Es esto último algo de lo que urge ocuparse. Sobre todo, cuando pensamos en la educación media y sumamos a la dificultad que traen muchos jóvenes, provocada por esta instalación en un país diferente al de origen, la propia condición adolescente. La adolescencia es un tiempo de desasosiego sobre todo identitario. Es el tiempo de abandonar los ropajes de la infancia e ir generando el proyecto de vida. Debe ser de verdad muy difícil lograrlo si entre las coincidencias se produce la migración con esta etapa del desarrollo. “La vida en 23 kilos”, escribe una de nuestras estudiantes llegadita hace unos meses desde algún rincón de nuestra América Latina. Sólo podía traer a este nuevo destino una valija de 23 kilos, por eso narra la dolorosa selección de objetos que necesitará materialmente para vivir, pero sobre todo la elección de recuerdos que necesitará emocionalmente para resistir la instalación en un país tan diferente.
El reto de la educación es desarrollar un modelo de enseñanza hospitalario, en el que la presencia de las culturas diferentes, coexistiendo en un mismo centro, en el mismo salón de clases, no sea motivo de conflictos, sino la oportunidad para hacer de estos lugares escenarios de diálogo, intercambio, comunicación, fomento del conocimiento, respeto y aceptación entre colectivos distintos socioculturalmente hablando.

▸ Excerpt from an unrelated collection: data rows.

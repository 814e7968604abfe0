use anyhow::{anyhow, Result};
use base64ct::{Base64, Encoding};
use opentelemetry::propagation::TextMapCompositePropagator;
use opentelemetry::{global, trace::TracerProvider as _, KeyValue};
use opentelemetry_otlp::{Compression, WithExportConfig, WithTonicConfig};
use opentelemetry_sdk::{
    propagation::{BaggagePropagator, TraceContextPropagator},
    trace::{SdkTracerProvider, Tracer},
    Resource,
};
use std::{collections::HashMap, env::var, sync::OnceLock, time::Duration};
use tonic::{
    metadata::{Ascii, Binary, MetadataKey, MetadataMap, MetadataValue},
    transport::ClientTlsConfig,
};
use tracing::{debug, Level};
use tracing_subscriber::{fmt, layer::SubscriberExt, EnvFilter, Registry};
use ulid::Ulid;

static TRACER_PROVIDER: OnceLock<SdkTracerProvider> = OnceLock::new();

fn parse_headers_env(headers_str: &str) -> HashMap<String, String> {
    headers_str
        .split(',')
        .filter_map(|pair| {
            let mut parts = pair.splitn(2, '=');
            let key = parts.next()?.trim().to_string();
            let value = parts.next()?.trim().to_string();
            Some((key, value))
        })
        .collect()
}

// Keys ending in "-bin" carry base64-encoded binary values.
fn headers_to_metadata(headers: &HashMap<String, String>) -> Result<MetadataMap> {
    let mut meta = MetadataMap::with_capacity(headers.len());

    for (k, v) in headers {
        let key_str = k.to_ascii_lowercase();

        if key_str.ends_with("-bin") {
            let bytes = Base64::decode_vec(v)
                .map_err(|e| anyhow!("failed to base64-decode value for key {key_str}: {e}"))?;

            let key = MetadataKey::<Binary>::from_bytes(key_str.as_bytes())
                .map_err(|e| anyhow!("invalid binary metadata key {key_str}: {e}"))?;

            meta.insert_bin(key, MetadataValue::from_bytes(&bytes));
        } else {
            let key = MetadataKey::<Ascii>::from_bytes(key_str.as_bytes())
                .map_err(|e| anyhow!("invalid ASCII metadata key {key_str}: {e}"))?;

            let val: MetadataValue<_> = v
                .parse()
                .map_err(|e| anyhow!("invalid ASCII metadata value for key {key_str}: {e}"))?;
            meta.insert(key, val);
        }
    }

    Ok(meta)
}

fn normalize_endpoint(ep: String) -> String {
    if ep.starts_with("http://") || ep.starts_with("https://") {
        ep
    } else {
        format!("https://{}", ep.trim_end_matches('/'))
    }
}

fn init_tracer() -> Result<Tracer> {
    if let Ok(proto) = var("OTEL_EXPORTER_OTLP_PROTOCOL") {
        if proto != "grpc" {
            debug!("OTEL_EXPORTER_OTLP_PROTOCOL='{proto}' ignored: only 'grpc' is supported");
        }
    }

    let endpoint = var("OTEL_EXPORTER_OTLP_ENDPOINT").unwrap_or_else(|_| "http://localhost:4317".to_string());
    let endpoint = normalize_endpoint(endpoint);

    let headers = var("OTEL_EXPORTER_OTLP_HEADERS")
        .ok()
        .map(|s| parse_headers_env(&s))
        .unwrap_or_default();

    let mut builder = opentelemetry_otlp::SpanExporter::builder()
        .with_tonic()
        .with_endpoint(&endpoint)
        .with_compression(Compression::Gzip)
        .with_timeout(Duration::from_secs(3));

    if let Some(host) = endpoint
        .strip_prefix("https://")
        .and_then(|s| s.split('/').next())
        .and_then(|h| h.split(':').next())
    {
        let tls = ClientTlsConfig::new()
            .domain_name(host.to_string())
            .with_native_roots();
        builder = builder.with_tls_config(tls);
    }

    if !headers.is_empty() {
        builder = builder.with_metadata(headers_to_metadata(&headers)?);
    }

    let exporter = builder.build()?;

    let instance_id = var("OTEL_SERVICE_INSTANCE_ID").unwrap_or_else(|_| Ulid::new().to_string());

    let trace_provider = SdkTracerProvider::builder()
        .with_batch_exporter(exporter)
        .with_resource(
            Resource::builder_empty()
                .with_attributes(vec![
                    KeyValue::new("service.name", env!("CARGO_PKG_NAME")),
                    KeyValue::new("service.version", env!("CARGO_PKG_VERSION")),
                    KeyValue::new("service.instance.id", instance_id),
                ])
                .build(),
        )
        .build();

    let _ = TRACER_PROVIDER.set(trace_provider.clone());

    global::set_tracer_provider(trace_provider.clone());
    global::set_text_map_propagator(TextMapCompositePropagator::new(vec![
        Box::new(TraceContextPropagator::new()),
        Box::new(BaggagePropagator::new()),
    ]));

    Ok(trace_provider.tracer(env!("CARGO_PKG_NAME")))
}

/// Initialize logging and, when `OTEL_EXPORTER_OTLP_ENDPOINT` is set, the
/// OTLP span exporter (gRPC only).
///
/// # Errors
///
/// Returns an error if tracer or subscriber initialization fails
pub fn init(verbosity_level: Option<Level>) -> Result<()> {
    let verbosity_level = verbosity_level.unwrap_or(Level::ERROR);

    let fmt_layer = fmt::layer()
        .with_file(false)
        .with_line_number(false)
        .with_thread_ids(false)
        .with_thread_names(false)
        .with_target(false)
        .with_writer(std::io::stderr);

    let filter = EnvFilter::builder()
        .with_default_directive(verbosity_level.into())
        .from_env_lossy()
        .add_directive("hyper=error".parse()?)
        .add_directive("reqwest=warn".parse()?)
        .add_directive("opentelemetry_sdk=warn".parse()?);

    if var("OTEL_EXPORTER_OTLP_ENDPOINT").is_ok() {
        let tracer = init_tracer()?;
        let otel_layer = tracing_opentelemetry::layer().with_tracer(tracer);

        let subscriber = Registry::default().with(fmt_layer).with(otel_layer).with(filter);
        tracing::subscriber::set_global_default(subscriber)?;
    } else {
        let subscriber = Registry::default().with(fmt_layer).with(filter);
        tracing::subscriber::set_global_default(subscriber)?;
    }

    Ok(())
}

/// Flush and shut down the tracer provider (noop if not initialized).
pub fn shutdown_tracer() {
    if let Some(tp) = TRACER_PROVIDER.get() {
        debug!("shutting down tracer provider");
        let _ = tp.shutdown();
    }
}
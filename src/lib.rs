//! # critter-quest
//!
//! A single-creature battle and progression engine: the player raises one
//! creature, fights wild opponents turn by turn, levels up and saves
//! progress between sessions.
//!
//! ## Design Principles
//!
//! 1. **Deterministic Combat**: Damage is `max(1, atk - defense)`, the
//!    player always strikes first and growth per level is fixed. The only
//!    randomness is which opponent appears, and it comes from an injected
//!    source.
//!
//! 2. **Total Arithmetic**: hp, xp and stat changes saturate. No combat or
//!    growth operation can fail.
//!
//! 3. **Ports at the Edges**: Storage (`SaveStore`) and opponent generation
//!    (`OpponentSource`) are traits the caller supplies. The core never does
//!    I/O.
//!
//! ## Modules
//!
//! - `core`: Combatants, actions, RNG, configuration
//! - `encounter`: Opponent generation, the exchange rule, the turn resolver
//! - `codec`: Lossless record mapping for persistence
//! - `persistence`: The save-store port and its implementations
//! - `session`: The caller layer tying the player, store and opponents together
//! - `finale`: The level-100 event

pub mod core;
pub mod encounter;
pub mod codec;
pub mod persistence;
pub mod session;
pub mod finale;

// Re-export commonly used types
pub use crate::core::{
    Action, Combatant, CombatantSummary, GameRng, InvalidCombatant, LevelUps, SessionConfig,
    StatTemplate, XP_PER_LEVEL,
};

pub use crate::encounter::{
    Encounter, EncounterError, EncounterState, FixedOpponent, Inspection, OpponentSeed,
    OpponentSource, RandomOpponents, TurnReport,
};

pub use crate::codec::{decode, encode, CombatantRecord, MalformedRecord};

pub use crate::persistence::{JsonFileStore, MemoryStore, SaveStore, StoreError};

pub use crate::session::{MenuCommand, Session, SessionError};

pub use crate::finale::{Duel, DuelOutcome, FinaleChoice};
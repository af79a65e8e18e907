//! The attack-and-counter rule shared by every fight.

use serde::{Deserialize, Serialize};

use crate::core::Combatant;

/// How an exchange left the two sides.
#[derive(Clone, Copy, Debug, PartialEq, Eq, Serialize, Deserialize)]
pub enum ExchangeOutcome {
    /// Both sides are still standing.
    BothStanding,
    /// The first strike knocked the defender out; there was no counter.
    DefenderFainted,
    /// The defender's counter knocked the attacker out.
    AttackerFainted,
}

/// Result of one exchange.
#[derive(Clone, Copy, Debug, PartialEq, Eq, Serialize, Deserialize)]
pub struct Exchange {
    /// Damage the attacker dealt.
    pub dealt: u32,
    /// Damage the defender dealt back, if it got to counter.
    pub taken: Option<u32>,
    pub outcome: ExchangeOutcome,
}

/// `attacker` strikes first; `defender` counters only if it survives.
///
/// There's no speed stat and no randomness: the same two creatures always
/// produce the same exchange.
pub fn exchange(attacker: &mut Combatant, defender: &mut Combatant) -> Exchange {
    let dealt = attacker.attack_target(defender);
    if defender.is_fainted() {
        return Exchange {
            dealt,
            taken: None,
            outcome: ExchangeOutcome::DefenderFainted,
        };
    }

    let taken = defender.attack_target(attacker);
    let outcome = if attacker.is_fainted() {
        ExchangeOutcome::AttackerFainted
    } else {
        ExchangeOutcome::BothStanding
    };

    Exchange {
        dealt,
        taken: Some(taken),
        outcome,
    }
}
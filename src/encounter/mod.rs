//! Encounters: one battle between the player and a generated opponent.
//!
//! - `opponent`: where opponents come from and how their stats scale
//! - `exchange`: the attack-then-counter rule
//! - `resolver`: the per-turn state machine
//!
//! ## Example
//!
//! ```
//! use critter_quest::core::{Action, Combatant};
//! use critter_quest::encounter::{Encounter, EncounterState, FixedOpponent};
//!
//! let mut player = Combatant::new("Caterpie", 5, 20, 7, 4);
//! let mut source = FixedOpponent::new("Rattata", 3);
//! let mut encounter = Encounter::start(&mut player, &mut source);
//!
//! while !encounter.is_over() {
//!     encounter.submit_action(Action::Attack).unwrap();
//! }
//! assert_eq!(encounter.state(), EncounterState::PlayerWon);
//! ```

pub mod error;
pub mod exchange;
pub mod opponent;
pub mod resolver;

pub use error::EncounterError;
pub use exchange::{exchange, Exchange, ExchangeOutcome};
pub use opponent::{
    level_cap, FixedOpponent, OpponentSeed, OpponentSource, RandomOpponents, MAX_WILD_LEVEL,
    WILD_ROSTER,
};
pub use resolver::{Encounter, EncounterState, Inspection, TurnReport, VICTORY_XP};
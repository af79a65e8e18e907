//! Story, menus and battle rendering on top of the library.

use std::time::Duration;

use anyhow::{Context, Result};
use critter_quest::core::{Action, CombatantSummary, GameRng, SessionConfig};
use critter_quest::encounter::{EncounterError, EncounterState, RandomOpponents, TurnReport};
use critter_quest::finale::{DuelOutcome, FinaleChoice, ANTAGONIST_NAME, CHAMPION_NAME};
use critter_quest::persistence::JsonFileStore;
use critter_quest::session::{MenuCommand, Session};

use crate::console::Console;

type GameSession = Session<JsonFileStore, RandomOpponents>;

const MENU_PROMPT: &str = "\nWhat would you like to do? [B]attle | [S]ummary | [Q]uit | [Save]: ";
const BATTLE_PROMPT: &str = "\nChoose action: [A]ttack | [S]ummary | [R]un: ";

pub fn run(config: &SessionConfig) -> Result<()> {
    let mut console = Console::new(config.text_delay);
    let store = JsonFileStore::new(&config.save_path);
    let rng = config.seed.map_or_else(GameRng::from_entropy, GameRng::new);
    tracing::debug!(seed = rng.seed(), "opponent rng");
    let opponents = RandomOpponents::from_rng(rng);

    let resumed = match Session::resume(store.clone(), opponents.clone()) {
        Ok(resumed) => resumed,
        Err(e) if e.is_malformed() => {
            console.say(&format!("Your save could not be read ({e}). Starting a new adventure."))?;
            None
        }
        Err(e) => return Err(e).context("loading save"),
    };

    let mut session = match resumed {
        Some(session) => {
            console.say("Loaded previous save.")?;
            show_summary(&mut console, &session.player().summary())?;
            session
        }
        None => match intro(&mut console)? {
            Some(nickname) => Session::new_game(nickname, store, opponents),
            None => return Ok(()),
        },
    };

    main_menu(&mut console, &mut session)
}

fn intro(console: &mut Console) -> Result<Option<String>> {
    console.narrate("......")?;
    console.pause(Duration::from_secs(1));
    console.narrate("You wake up at the entrance of a dark tunnel, your mind blank.")?;
    console.narrate("The sky is dim and the air smells of soil and mystery.")?;
    console.narrate("An elderly man with white hair approaches, holding a strange device.")?;
    console.pause(Duration::from_secs(1));

    console.narrate("???: Hey, are you alright? Who are you?")?;
    let Some(name) = ask_non_empty(console, "You: I... I'm... my name is: ")? else {
        return Ok(None);
    };
    console.narrate(&format!(
        "???: So your name is {name}. Strange... why is there an egg beside you?"
    ))?;
    console.narrate("Professor Oak: Hello, I'm Professor Oak. This is quite a rare egg.")?;
    console.narrate("Professor Oak: Come with me to the lab, let's see what hatches from it.")?;
    console.narrate("You follow him through the grass to his cozy lab.")?;
    console.pause(Duration::from_secs(1));

    console.narrate("He carefully places the egg into an incubator... tick... tick...")?;
    console.pause(Duration::from_secs(2));
    console.narrate("Ding! The egg begins to crack...")?;
    console.narrate("A wet little bug jumps out. It's a Caterpie!")?;
    console.narrate("Professor Oak: Wow, a healthy Caterpie!")?;

    let Some(nickname) = ask_non_empty(console, "What will you name your Caterpie?: ")? else {
        return Ok(None);
    };
    console.narrate(&format!("Professor Oak: I see. So your new partner is {nickname}."))?;
    console.narrate("From here, your grand adventure begins...")?;

    Ok(Some(nickname))
}

fn ask_non_empty(console: &mut Console, prompt: &str) -> Result<Option<String>> {
    loop {
        match console.ask(prompt)? {
            None => return Ok(None),
            Some(answer) if answer.trim().is_empty() => continue,
            Some(answer) => return Ok(Some(answer.trim().to_string())),
        }
    }
}

fn main_menu(console: &mut Console, session: &mut GameSession) -> Result<()> {
    while !session.is_over() {
        if session.finale_due() {
            return finale(console, session);
        }

        let command = match console.ask(MENU_PROMPT)? {
            None => MenuCommand::Quit,
            Some(input) => match input.parse::<MenuCommand>() {
                Ok(command) => command,
                Err(_) => {
                    console.say("Invalid choice.")?;
                    continue;
                }
            },
        };

        match command {
            MenuCommand::Battle => battle(console, session)?,
            MenuCommand::Summary => show_summary(console, &session.player().summary())?,
            MenuCommand::Save => {
                session.save().context("saving game")?;
                console.say("Game saved.")?;
            }
            MenuCommand::Quit => {
                session.save().context("saving game")?;
                console.say("Game saved. Goodbye!")?;
                return Ok(());
            }
        }
    }

    Ok(())
}

fn battle(console: &mut Console, session: &mut GameSession) -> Result<()> {
    let mut encounter = session.start_encounter();
    let wild = encounter.opponent().name().to_string();
    let name = encounter.player().name().to_string();
    console.say(&format!(
        "\nA wild {wild} (Lv {}) appeared!",
        encounter.opponent().level()
    ))?;

    while !encounter.is_over() {
        let Some(input) = console.ask(BATTLE_PROMPT)? else {
            // Closed input retreats rather than leaving the fight hanging.
            encounter.submit_action(Action::Retreat)?;
            break;
        };

        let report = match encounter.submit_input(&input) {
            Ok(report) => report,
            Err(EncounterError::InvalidAction(_)) => {
                console.say("Invalid input. Please choose again.")?;
                continue;
            }
            Err(e) => return Err(e.into()),
        };

        render_turn(
            console,
            &report,
            &name,
            &wild,
            encounter.player().hp(),
            encounter.opponent().hp(),
        )?;
    }

    Ok(())
}

fn render_turn(
    console: &mut Console,
    report: &TurnReport,
    name: &str,
    wild: &str,
    player_hp: u32,
    wild_hp: u32,
) -> Result<()> {
    if let Some(inspection) = &report.inspection {
        show_summary(console, &inspection.player)?;
        console.say(&format!(
            "Opponent: {} (Lv {}) HP: {}/{}",
            inspection.opponent.name,
            inspection.opponent.level,
            inspection.opponent.hp,
            inspection.opponent.max_hp
        ))?;
    }

    if let Some(dealt) = report.damage_dealt {
        console.say(&format!(
            "{name} attacks {wild} and deals {dealt} damage! {wild}'s HP: {wild_hp}"
        ))?;
    }
    if let Some(taken) = report.damage_taken {
        console.say(&format!(
            "{wild} attacks {name} and deals {taken} damage! {name}'s HP: {player_hp}"
        ))?;
    }

    match report.state {
        EncounterState::PlayerWon => {
            console.say(&format!("{wild} has fainted! You won the battle!"))?;
            console.say(&format!("{name} gained {} XP!", report.xp_gained))?;
            if let Some(reached) = &report.level_ups.reached {
                match report.level_ups.count {
                    1 => console.say(&format!("{name} leveled up to {}!", reached.level))?,
                    n => console.say(&format!(
                        "{name} leveled up {n} times, reaching level {}!",
                        reached.level
                    ))?,
                }
                console.say("Stats increased!")?;
                show_summary(console, reached)?;
            }
        }
        EncounterState::PlayerLost => {
            console.say(&format!("{name} has fainted... You've been defeated."))?;
        }
        EncounterState::Retreated => console.say("You ran away safely.")?,
        EncounterState::Ongoing => {}
    }

    Ok(())
}

fn show_summary(console: &mut Console, summary: &CombatantSummary) -> Result<()> {
    console.say(&summary.to_string())?;
    Ok(())
}

fn finale(console: &mut Console, session: &mut GameSession) -> Result<()> {
    let name = session.player().name().to_string();
    console.narrate("\nSuddenly, alarms ring out across the town... Team Rocket is attacking!")?;
    console.narrate("A shadowy figure appears... It's Osaka, the mastermind behind the chaos!")?;
    console.narrate(&format!("He summons {ANTAGONIST_NAME} to destroy the city!"))?;

    let choice = loop {
        match console.ask("\nWill you [F]ight or [R]un?: ")? {
            None => break FinaleChoice::Run,
            Some(input) => match input.parse::<FinaleChoice>() {
                Ok(choice) => break choice,
                Err(_) => console.say("Invalid choice.")?,
            },
        }
    };

    let Some(mut duel) = session.begin_finale(choice) else {
        console.narrate("You chose to run...")?;
        console.narrate(&format!("Your heart filled with fear, {name}'s spirit shatters."))?;
        console.narrate("It reverts to level 5. You live your days as a humble bug catcher.")?;
        return Ok(());
    };

    console.narrate("You chose to fight!")?;
    console.narrate(&format!("{ANTAGONIST_NAME} strikes you down instantly."))?;
    console.pause(Duration::from_secs(1));
    console.narrate(&format!("But wait... {name} begins to glow!"))?;
    console.narrate(&format!("{name} is evolving... into {}!", CHAMPION_NAME.to_uppercase()))?;
    console.narrate(&format!(
        "{} roars, challenging {ANTAGONIST_NAME}!",
        CHAMPION_NAME.to_uppercase()
    ))?;

    let mut interactive = true;
    while duel.outcome().is_none() {
        if interactive && console.ask("\nPress Enter to attack!")?.is_none() {
            interactive = false;
        }
        let Some(ex) = duel.strike() else { break };
        console.say(&format!(
            "{CHAMPION_NAME} deals {} damage! {ANTAGONIST_NAME}'s HP: {}",
            ex.dealt,
            duel.antagonist().hp()
        ))?;
        if let Some(taken) = ex.taken {
            console.say(&format!(
                "{ANTAGONIST_NAME} deals {taken} damage! {CHAMPION_NAME}'s HP: {}",
                duel.champion().hp()
            ))?;
        }
    }

    match duel.outcome() {
        Some(DuelOutcome::ChampionWon) => {
            console.narrate(&format!("{ANTAGONIST_NAME} is defeated! The town is saved!"))?;
            console.narrate("You are hailed as a hero across the region.")?;
        }
        Some(DuelOutcome::AntagonistWon) | None => {
            console.narrate("The battle ends.")?;
            console.narrate(&format!("Even {CHAMPION_NAME} fell... the town is doomed..."))?;
        }
    }

    Ok(())
}
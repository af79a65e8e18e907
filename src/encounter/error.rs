//! Encounter errors.

use super::resolver::EncounterState;

/// Errors from submitting a turn.
///
/// Neither is fatal: the encounter is left exactly as it was and the caller
/// decides what to do next.
#[derive(Clone, Debug, PartialEq, Eq, thiserror::Error)]
pub enum EncounterError {
    /// Input that isn't one of the known actions. Ask the player again.
    #[error("invalid action {0:?}: choose attack, inspect or retreat")]
    InvalidAction(String),

    /// The encounter already reached a terminal state.
    #[error("encounter already ended ({0})")]
    AlreadyResolved(EncounterState),
}

impl EncounterError {
    /// Check if re-prompting the player can fix this.
    #[must_use]
    pub fn is_retryable(&self) -> bool {
        matches!(self, EncounterError::InvalidAction(_))
    }
}
//! Core types: combatants, actions, RNG, configuration.
//!
//! Everything here is independent of how encounters are run or how state is
//! stored.

pub mod action;
pub mod combatant;
pub mod config;
pub mod rng;

pub use action::Action;
pub use combatant::{
    growth, Combatant, CombatantSummary, InvalidCombatant, LevelUps, StatTemplate, XP_PER_LEVEL,
};
pub use config::SessionConfig;
pub use rng::GameRng;
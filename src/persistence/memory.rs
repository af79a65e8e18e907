//! In-memory save store.

use std::sync::RwLock;

use super::error::{Result, StoreError};
use super::traits::SaveStore;
use crate::codec::CombatantRecord;

/// Keeps the saved record in process memory.
#[derive(Debug, Default)]
pub struct MemoryStore {
    slot: RwLock<Option<CombatantRecord>>,
}

impl MemoryStore {
    #[must_use]
    pub fn new() -> Self {
        Self::default()
    }

    /// Start with `record` already saved.
    #[must_use]
    pub fn with_record(record: CombatantRecord) -> Self {
        Self {
            slot: RwLock::new(Some(record)),
        }
    }
}

impl SaveStore for MemoryStore {
    fn load(&self) -> Result<Option<CombatantRecord>> {
        let slot = self.slot.read().map_err(|_| StoreError::LockPoisoned)?;
        Ok(slot.clone())
    }

    fn save(&self, record: &CombatantRecord) -> Result<()> {
        let mut slot = self.slot.write().map_err(|_| StoreError::LockPoisoned)?;
        *slot = Some(record.clone());
        Ok(())
    }
}
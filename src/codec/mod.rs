//! Lossless mapping between a [`Combatant`](crate::core::Combatant) and its
//! persisted record.
//!
//! ```
//! use critter_quest::codec::{decode, encode};
//! use critter_quest::core::Combatant;
//!
//! let mut caterpie = Combatant::new("Caterpie", 5, 20, 7, 4);
//! caterpie.gain_xp(13);
//!
//! let restored = decode(&encode(&caterpie)).unwrap();
//! assert_eq!(restored, caterpie);
//! ```

pub mod error;
pub mod record;

pub use error::MalformedRecord;
pub use record::{decode, encode, from_json, to_json, CombatantRecord};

En muchos centros se suceden trabajos interesantes y necesarios que vinculan asignaturas en forma interdisciplinaria, permitiendo que muchos estudiantes enseñen las características más representativas de su cultura de origen.
Así aparecen ferias gastronómicas, muestras de artes plásticas, expresiones musicales y un sinfín de acciones que ponen en juego y valor ese saber de los recién llegados con los locales.
El reto de Uruguay es recibir y alojar a estas personas que llegan, muchas veces sin haberlo planificado demasiado, a luchar por un destino posible. Por eso, en este final de reflexión, no veo mejor modo de cierre que recurrir a una anécdota generada en un salón de clase de un liceo uruguayo, cuando en ocasión de una tarea colectiva en clase de Geografía, los estudiantes se dieron a cumplir la consigna: dibujar un mapa de nuestro país. Así fueron, entre todos, agregando ciudades, accidentes geográficos, características territoriales. Sobre el final, la profesora les indicó a sus estudiantes la necesidad de poner un nombre a la tarea. Allí estaba la representación gráfica de este rinconcito americano que es Uruguay hecha por los estudiantes de primer año de un liceo montevideano, cuya etapa final de trabajo consistía en ponerle un título a ese mapa. La clase estaba en silencio, quizás provocado por la concentración del pensamiento, hasta que desde un ángulo del salón surgió una vocecita con un dejo especial y alegre, cargada del color y el calor del Caribe con la respuesta justa: “Paraíso, Profe, le podemos llamar Paraíso”.